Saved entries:
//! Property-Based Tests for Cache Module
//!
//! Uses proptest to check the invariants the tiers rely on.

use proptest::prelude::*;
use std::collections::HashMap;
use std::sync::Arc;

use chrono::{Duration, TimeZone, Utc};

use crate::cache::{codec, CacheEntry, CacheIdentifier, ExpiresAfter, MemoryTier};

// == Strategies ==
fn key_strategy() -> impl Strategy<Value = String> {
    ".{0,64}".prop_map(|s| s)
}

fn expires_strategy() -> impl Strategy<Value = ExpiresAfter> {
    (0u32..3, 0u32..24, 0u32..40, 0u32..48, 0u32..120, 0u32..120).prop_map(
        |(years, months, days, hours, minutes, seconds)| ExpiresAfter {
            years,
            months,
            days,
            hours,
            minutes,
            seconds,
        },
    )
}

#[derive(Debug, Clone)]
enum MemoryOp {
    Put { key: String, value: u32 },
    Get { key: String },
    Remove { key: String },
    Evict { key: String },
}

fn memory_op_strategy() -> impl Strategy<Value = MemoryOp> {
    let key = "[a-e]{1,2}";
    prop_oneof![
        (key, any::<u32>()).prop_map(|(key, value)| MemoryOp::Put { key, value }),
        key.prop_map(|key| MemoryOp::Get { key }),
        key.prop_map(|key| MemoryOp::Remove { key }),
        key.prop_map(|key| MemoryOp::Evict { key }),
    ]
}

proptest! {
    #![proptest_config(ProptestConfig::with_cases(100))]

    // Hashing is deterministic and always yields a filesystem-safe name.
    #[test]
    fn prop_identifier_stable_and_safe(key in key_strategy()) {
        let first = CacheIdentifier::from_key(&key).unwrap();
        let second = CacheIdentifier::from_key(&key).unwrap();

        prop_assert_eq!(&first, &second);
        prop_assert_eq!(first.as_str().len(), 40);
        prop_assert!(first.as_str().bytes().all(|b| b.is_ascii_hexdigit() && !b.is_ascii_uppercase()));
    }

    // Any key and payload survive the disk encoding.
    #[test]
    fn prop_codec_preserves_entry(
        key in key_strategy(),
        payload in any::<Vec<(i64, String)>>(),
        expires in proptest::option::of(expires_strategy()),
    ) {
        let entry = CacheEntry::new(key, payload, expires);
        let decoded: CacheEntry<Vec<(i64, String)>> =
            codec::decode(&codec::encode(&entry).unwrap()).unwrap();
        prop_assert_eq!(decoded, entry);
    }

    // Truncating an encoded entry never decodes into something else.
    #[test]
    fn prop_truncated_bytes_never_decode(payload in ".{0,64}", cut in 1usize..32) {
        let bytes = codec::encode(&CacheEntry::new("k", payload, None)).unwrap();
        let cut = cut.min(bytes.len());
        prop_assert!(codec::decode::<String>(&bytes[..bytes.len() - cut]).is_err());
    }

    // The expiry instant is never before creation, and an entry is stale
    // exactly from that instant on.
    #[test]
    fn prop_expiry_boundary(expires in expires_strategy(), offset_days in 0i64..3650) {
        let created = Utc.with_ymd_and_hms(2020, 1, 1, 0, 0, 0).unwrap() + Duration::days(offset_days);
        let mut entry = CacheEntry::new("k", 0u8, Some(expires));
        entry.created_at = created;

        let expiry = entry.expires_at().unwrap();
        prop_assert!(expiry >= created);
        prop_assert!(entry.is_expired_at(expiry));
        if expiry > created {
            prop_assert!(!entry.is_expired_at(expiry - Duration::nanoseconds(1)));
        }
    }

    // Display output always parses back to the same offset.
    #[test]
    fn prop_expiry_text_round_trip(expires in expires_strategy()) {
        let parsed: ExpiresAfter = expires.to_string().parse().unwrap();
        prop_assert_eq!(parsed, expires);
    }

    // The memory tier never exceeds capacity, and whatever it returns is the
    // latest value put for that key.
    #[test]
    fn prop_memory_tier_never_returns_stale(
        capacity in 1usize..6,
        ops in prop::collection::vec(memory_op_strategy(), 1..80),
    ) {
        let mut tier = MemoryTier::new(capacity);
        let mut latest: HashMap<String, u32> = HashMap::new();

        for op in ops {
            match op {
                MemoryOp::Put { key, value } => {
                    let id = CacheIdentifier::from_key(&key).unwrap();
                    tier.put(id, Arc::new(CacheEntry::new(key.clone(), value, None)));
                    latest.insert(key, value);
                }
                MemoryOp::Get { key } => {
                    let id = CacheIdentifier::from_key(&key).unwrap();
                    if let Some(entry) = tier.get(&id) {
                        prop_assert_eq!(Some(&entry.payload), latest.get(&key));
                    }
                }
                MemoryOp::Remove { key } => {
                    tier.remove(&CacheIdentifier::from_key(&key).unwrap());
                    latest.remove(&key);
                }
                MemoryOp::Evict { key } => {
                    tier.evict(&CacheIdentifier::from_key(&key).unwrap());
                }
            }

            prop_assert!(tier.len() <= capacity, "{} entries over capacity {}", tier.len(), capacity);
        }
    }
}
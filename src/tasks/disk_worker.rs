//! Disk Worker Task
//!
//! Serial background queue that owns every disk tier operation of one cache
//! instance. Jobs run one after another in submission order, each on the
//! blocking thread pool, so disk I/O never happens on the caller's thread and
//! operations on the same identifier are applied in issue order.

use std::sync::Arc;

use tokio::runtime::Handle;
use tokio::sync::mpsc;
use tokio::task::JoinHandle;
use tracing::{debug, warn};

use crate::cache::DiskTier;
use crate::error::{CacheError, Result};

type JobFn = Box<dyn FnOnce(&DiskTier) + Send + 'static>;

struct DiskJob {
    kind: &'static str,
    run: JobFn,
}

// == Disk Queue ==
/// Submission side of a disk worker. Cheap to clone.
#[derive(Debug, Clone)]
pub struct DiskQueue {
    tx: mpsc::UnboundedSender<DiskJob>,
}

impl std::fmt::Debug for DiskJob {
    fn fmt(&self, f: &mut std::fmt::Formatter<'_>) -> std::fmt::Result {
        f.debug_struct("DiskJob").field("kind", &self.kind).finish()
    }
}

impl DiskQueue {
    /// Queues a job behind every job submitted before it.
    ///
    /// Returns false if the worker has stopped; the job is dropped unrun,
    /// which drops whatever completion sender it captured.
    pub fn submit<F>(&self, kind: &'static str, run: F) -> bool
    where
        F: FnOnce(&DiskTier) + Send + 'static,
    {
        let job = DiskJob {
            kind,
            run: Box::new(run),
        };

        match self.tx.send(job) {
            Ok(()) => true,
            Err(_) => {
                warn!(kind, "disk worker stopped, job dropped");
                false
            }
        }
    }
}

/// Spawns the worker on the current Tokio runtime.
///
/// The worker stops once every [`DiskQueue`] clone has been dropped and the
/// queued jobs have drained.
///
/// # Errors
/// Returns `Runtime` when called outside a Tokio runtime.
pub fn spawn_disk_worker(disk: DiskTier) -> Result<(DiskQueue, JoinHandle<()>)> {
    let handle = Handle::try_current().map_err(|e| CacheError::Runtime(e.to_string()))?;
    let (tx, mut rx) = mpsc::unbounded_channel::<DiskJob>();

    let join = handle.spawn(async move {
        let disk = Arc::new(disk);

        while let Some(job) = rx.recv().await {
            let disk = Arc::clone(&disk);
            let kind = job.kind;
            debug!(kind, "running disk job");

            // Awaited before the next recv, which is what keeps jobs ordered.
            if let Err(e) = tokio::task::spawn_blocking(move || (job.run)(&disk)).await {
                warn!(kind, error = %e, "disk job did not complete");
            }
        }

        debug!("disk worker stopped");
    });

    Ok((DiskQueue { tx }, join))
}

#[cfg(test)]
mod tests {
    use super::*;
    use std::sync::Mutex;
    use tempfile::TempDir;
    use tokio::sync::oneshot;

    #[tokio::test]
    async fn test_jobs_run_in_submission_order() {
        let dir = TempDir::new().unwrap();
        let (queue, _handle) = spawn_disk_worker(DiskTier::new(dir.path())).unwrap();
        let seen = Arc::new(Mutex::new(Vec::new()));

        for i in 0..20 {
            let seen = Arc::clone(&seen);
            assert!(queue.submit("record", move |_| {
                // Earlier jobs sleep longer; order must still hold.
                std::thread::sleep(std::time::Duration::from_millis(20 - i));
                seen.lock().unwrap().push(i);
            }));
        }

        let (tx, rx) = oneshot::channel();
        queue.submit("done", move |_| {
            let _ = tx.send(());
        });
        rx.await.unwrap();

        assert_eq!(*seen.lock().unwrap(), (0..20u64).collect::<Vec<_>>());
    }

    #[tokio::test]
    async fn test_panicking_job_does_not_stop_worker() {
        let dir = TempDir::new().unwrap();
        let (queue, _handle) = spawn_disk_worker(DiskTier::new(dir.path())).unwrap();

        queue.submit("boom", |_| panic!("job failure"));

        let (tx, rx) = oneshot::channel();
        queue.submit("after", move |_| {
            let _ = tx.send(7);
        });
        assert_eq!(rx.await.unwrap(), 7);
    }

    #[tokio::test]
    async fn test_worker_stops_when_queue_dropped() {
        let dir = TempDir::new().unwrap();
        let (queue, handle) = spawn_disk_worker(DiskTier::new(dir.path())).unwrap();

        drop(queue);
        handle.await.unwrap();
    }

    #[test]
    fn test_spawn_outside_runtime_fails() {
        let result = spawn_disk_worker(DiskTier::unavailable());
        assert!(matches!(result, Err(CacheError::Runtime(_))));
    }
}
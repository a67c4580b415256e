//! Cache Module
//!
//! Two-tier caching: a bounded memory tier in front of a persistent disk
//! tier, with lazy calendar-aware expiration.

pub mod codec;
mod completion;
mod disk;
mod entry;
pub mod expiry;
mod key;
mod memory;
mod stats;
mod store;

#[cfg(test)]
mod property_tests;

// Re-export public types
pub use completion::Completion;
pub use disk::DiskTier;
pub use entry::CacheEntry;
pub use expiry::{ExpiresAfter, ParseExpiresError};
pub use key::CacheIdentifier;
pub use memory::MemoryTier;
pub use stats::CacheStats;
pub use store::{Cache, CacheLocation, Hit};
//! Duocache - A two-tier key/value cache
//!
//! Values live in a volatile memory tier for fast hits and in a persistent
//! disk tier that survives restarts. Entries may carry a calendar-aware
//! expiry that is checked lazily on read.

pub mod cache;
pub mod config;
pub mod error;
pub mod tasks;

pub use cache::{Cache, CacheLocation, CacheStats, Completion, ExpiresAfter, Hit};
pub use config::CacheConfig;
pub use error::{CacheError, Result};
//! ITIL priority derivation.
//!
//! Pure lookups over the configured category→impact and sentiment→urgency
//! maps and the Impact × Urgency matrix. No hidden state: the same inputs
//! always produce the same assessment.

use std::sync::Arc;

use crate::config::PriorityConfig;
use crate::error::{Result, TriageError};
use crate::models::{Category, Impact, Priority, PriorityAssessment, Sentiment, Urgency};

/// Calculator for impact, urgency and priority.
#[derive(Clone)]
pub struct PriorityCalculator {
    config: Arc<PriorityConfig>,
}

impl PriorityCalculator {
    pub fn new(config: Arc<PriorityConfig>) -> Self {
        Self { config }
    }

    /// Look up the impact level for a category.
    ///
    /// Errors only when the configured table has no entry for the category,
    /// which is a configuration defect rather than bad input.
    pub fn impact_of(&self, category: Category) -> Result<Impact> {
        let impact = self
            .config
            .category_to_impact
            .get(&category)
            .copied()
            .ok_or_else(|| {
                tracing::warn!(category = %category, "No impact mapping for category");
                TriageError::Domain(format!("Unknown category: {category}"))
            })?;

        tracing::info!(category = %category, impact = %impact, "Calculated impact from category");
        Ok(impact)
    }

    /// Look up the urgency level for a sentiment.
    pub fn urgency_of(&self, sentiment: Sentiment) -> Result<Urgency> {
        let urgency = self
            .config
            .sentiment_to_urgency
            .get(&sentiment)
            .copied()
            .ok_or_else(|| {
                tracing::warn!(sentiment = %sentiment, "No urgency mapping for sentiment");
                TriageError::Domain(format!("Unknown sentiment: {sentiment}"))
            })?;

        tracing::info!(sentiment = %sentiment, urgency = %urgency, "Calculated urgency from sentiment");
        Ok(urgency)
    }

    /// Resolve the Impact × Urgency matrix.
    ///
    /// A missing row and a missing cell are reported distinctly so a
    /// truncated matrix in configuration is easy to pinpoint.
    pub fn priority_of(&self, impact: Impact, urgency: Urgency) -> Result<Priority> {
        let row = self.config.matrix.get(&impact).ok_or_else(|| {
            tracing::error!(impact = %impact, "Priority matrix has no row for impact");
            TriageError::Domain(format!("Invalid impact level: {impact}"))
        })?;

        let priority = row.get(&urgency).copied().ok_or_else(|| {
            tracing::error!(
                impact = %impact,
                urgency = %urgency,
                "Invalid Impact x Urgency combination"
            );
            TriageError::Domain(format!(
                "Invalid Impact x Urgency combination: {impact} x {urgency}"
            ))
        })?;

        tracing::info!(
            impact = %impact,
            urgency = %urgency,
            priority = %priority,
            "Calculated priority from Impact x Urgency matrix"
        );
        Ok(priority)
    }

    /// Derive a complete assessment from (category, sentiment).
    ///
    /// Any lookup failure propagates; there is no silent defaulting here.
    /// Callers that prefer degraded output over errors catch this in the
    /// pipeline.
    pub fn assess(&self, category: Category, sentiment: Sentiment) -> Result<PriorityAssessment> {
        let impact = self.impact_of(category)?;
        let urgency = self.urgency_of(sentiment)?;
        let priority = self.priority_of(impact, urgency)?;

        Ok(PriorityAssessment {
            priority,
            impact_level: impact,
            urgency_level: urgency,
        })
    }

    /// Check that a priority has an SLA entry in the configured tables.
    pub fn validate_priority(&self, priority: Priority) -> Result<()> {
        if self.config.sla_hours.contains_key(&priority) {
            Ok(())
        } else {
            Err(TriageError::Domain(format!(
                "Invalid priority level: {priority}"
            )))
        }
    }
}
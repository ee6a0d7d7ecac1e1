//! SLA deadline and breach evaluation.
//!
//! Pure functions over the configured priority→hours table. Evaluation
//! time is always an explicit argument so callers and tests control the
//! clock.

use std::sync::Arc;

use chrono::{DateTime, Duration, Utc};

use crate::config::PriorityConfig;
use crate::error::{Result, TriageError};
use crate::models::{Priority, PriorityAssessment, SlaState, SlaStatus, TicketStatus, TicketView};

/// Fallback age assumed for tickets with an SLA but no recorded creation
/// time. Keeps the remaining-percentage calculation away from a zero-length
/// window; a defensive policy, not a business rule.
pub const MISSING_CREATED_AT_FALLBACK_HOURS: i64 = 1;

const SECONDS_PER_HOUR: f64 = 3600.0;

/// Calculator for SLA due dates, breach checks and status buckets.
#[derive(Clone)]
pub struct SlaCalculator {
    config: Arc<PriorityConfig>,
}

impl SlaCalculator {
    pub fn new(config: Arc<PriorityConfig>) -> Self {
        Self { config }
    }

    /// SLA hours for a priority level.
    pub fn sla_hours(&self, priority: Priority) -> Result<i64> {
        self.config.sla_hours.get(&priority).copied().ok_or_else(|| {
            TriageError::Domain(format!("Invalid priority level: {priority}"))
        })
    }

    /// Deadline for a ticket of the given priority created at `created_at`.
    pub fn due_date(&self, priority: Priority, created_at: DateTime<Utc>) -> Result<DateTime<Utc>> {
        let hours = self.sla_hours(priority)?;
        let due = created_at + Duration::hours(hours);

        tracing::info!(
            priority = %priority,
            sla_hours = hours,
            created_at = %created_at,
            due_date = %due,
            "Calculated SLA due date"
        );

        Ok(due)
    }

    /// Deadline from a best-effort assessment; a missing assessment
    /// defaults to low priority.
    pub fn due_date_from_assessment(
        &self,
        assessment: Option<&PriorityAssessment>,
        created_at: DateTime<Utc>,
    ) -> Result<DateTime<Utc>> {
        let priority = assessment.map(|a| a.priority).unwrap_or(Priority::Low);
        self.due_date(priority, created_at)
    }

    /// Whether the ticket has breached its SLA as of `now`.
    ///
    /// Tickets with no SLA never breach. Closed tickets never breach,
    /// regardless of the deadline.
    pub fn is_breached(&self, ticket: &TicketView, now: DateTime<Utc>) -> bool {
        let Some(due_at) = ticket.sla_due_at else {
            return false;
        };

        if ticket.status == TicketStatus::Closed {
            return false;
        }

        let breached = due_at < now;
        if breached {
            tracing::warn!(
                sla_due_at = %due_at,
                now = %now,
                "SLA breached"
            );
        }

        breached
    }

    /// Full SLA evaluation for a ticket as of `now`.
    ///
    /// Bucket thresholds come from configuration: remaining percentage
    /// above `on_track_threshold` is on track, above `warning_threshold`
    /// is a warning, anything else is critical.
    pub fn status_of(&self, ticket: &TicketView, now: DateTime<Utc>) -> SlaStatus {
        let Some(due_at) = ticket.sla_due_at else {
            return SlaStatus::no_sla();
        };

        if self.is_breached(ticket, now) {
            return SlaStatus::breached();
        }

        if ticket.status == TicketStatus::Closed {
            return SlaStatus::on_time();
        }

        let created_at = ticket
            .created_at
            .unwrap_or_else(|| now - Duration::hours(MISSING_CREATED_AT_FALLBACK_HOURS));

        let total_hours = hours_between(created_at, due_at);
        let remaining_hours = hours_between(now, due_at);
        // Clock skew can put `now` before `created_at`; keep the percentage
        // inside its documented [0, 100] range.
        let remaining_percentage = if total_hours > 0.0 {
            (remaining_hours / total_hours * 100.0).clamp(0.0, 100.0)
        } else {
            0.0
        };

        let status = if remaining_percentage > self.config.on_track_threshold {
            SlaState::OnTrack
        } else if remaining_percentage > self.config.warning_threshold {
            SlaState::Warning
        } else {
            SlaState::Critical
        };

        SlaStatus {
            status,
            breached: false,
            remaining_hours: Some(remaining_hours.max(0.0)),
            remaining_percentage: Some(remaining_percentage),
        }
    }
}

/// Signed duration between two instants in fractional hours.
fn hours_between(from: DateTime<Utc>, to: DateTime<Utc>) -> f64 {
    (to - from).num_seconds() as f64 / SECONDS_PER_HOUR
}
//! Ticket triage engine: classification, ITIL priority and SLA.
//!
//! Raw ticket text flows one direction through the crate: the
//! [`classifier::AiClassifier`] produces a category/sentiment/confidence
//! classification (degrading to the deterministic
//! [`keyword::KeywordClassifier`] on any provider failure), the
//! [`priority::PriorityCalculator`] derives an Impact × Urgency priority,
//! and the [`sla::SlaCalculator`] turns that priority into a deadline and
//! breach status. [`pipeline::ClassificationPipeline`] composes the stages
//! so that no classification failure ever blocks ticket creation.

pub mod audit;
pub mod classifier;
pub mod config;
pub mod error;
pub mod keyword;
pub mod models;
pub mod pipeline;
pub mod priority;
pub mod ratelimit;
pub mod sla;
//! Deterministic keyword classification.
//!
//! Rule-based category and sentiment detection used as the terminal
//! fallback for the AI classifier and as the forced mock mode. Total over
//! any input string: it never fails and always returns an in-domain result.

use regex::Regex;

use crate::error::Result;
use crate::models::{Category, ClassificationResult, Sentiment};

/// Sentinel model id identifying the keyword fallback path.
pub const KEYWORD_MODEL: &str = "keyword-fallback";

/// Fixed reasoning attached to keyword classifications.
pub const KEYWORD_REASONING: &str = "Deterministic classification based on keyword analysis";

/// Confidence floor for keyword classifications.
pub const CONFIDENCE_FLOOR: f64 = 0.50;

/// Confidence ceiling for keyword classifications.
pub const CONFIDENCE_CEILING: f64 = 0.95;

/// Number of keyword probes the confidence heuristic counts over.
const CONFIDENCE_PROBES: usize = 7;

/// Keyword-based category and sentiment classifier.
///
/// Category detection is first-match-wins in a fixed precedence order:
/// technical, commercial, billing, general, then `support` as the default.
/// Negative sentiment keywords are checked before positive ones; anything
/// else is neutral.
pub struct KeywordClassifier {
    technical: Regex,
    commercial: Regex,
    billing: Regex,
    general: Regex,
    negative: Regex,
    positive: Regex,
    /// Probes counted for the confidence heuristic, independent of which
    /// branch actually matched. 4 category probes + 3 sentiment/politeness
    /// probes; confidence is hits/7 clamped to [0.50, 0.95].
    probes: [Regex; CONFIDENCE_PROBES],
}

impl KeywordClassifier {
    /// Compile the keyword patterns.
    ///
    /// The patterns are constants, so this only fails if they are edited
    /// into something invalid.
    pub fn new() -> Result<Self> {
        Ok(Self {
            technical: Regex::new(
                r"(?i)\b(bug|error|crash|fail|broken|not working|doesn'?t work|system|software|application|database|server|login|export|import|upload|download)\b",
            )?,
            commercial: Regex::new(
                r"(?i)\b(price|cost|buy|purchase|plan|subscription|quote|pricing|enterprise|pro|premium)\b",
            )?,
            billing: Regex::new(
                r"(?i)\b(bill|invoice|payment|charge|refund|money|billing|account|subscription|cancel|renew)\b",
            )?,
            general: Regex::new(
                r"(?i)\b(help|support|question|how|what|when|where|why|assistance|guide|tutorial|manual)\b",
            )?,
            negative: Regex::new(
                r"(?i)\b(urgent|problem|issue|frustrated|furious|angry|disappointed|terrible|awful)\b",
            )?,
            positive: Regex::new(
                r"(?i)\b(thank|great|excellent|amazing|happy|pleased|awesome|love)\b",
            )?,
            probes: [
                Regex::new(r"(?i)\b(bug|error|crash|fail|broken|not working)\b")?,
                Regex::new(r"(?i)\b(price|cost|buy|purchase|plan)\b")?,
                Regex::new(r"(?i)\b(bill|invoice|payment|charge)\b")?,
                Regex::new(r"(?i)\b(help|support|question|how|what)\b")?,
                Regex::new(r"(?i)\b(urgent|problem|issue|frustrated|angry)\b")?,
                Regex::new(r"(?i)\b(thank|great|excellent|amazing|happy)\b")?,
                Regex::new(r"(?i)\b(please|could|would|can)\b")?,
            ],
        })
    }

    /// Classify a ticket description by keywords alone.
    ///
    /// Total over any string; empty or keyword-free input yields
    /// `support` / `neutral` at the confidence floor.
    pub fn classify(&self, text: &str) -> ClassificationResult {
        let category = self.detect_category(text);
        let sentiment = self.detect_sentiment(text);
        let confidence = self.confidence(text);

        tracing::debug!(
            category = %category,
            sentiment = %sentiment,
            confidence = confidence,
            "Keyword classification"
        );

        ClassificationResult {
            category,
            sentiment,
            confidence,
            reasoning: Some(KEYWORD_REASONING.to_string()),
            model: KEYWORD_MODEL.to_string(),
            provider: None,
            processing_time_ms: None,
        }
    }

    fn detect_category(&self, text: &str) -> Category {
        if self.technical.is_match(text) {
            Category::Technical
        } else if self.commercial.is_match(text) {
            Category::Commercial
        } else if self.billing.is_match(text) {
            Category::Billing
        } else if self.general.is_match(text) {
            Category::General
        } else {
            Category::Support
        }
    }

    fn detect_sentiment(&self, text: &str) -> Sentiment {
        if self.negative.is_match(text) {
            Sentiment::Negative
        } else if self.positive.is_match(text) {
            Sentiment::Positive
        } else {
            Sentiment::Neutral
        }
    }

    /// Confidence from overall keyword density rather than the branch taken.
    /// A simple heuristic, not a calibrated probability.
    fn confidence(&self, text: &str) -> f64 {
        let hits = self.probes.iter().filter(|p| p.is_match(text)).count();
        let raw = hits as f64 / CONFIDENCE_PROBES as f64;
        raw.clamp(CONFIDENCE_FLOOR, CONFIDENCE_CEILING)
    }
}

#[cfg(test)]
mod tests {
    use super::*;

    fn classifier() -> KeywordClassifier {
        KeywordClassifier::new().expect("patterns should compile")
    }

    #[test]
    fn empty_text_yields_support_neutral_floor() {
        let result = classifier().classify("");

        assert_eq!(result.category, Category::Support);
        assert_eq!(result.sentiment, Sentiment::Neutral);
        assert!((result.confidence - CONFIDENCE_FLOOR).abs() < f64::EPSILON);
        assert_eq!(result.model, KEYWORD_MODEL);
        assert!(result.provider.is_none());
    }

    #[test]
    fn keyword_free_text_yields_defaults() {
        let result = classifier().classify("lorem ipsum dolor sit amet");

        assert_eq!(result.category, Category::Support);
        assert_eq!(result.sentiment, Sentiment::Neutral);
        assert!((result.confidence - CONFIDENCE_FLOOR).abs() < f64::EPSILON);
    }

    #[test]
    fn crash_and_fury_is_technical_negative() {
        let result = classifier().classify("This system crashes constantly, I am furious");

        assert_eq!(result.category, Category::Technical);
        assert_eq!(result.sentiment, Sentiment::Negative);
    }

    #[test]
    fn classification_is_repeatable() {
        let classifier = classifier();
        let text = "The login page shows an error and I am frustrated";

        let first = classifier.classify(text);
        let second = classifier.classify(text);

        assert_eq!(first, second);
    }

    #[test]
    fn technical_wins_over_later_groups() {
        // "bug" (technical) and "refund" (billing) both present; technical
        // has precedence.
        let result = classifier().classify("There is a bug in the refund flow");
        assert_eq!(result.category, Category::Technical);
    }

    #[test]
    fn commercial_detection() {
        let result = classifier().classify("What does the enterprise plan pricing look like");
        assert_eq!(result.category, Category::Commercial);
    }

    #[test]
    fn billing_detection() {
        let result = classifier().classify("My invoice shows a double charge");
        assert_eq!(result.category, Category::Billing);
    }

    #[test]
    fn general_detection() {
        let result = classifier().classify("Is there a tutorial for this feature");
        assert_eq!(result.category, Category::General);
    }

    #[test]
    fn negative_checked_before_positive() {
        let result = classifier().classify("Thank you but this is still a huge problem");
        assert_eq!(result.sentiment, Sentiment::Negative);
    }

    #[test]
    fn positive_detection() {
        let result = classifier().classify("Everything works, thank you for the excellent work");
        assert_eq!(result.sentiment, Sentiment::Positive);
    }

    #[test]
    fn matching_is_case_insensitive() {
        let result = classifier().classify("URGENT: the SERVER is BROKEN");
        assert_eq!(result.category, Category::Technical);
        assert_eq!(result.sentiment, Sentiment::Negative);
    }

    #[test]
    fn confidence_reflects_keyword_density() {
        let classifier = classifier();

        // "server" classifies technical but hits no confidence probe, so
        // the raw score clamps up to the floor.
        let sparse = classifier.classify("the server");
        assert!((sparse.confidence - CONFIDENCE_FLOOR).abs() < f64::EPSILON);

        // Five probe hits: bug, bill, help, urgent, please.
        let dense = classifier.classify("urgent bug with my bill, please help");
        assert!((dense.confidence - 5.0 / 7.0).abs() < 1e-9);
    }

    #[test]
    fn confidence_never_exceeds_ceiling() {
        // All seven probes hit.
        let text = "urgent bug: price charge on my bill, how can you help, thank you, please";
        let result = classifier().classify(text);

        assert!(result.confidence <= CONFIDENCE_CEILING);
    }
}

• About this task: Show the lines of the records that contain the word "invoice".

• Task output:
                r"(?i)\b(bill|invoice|payment|charge|refund|money|billing|account|subscription|cancel|renew)\b",
                Regex::new(r"(?i)\b(bill|invoice|payment|charge)\b")?,
        let result = classifier().classify("My invoice shows a double charge");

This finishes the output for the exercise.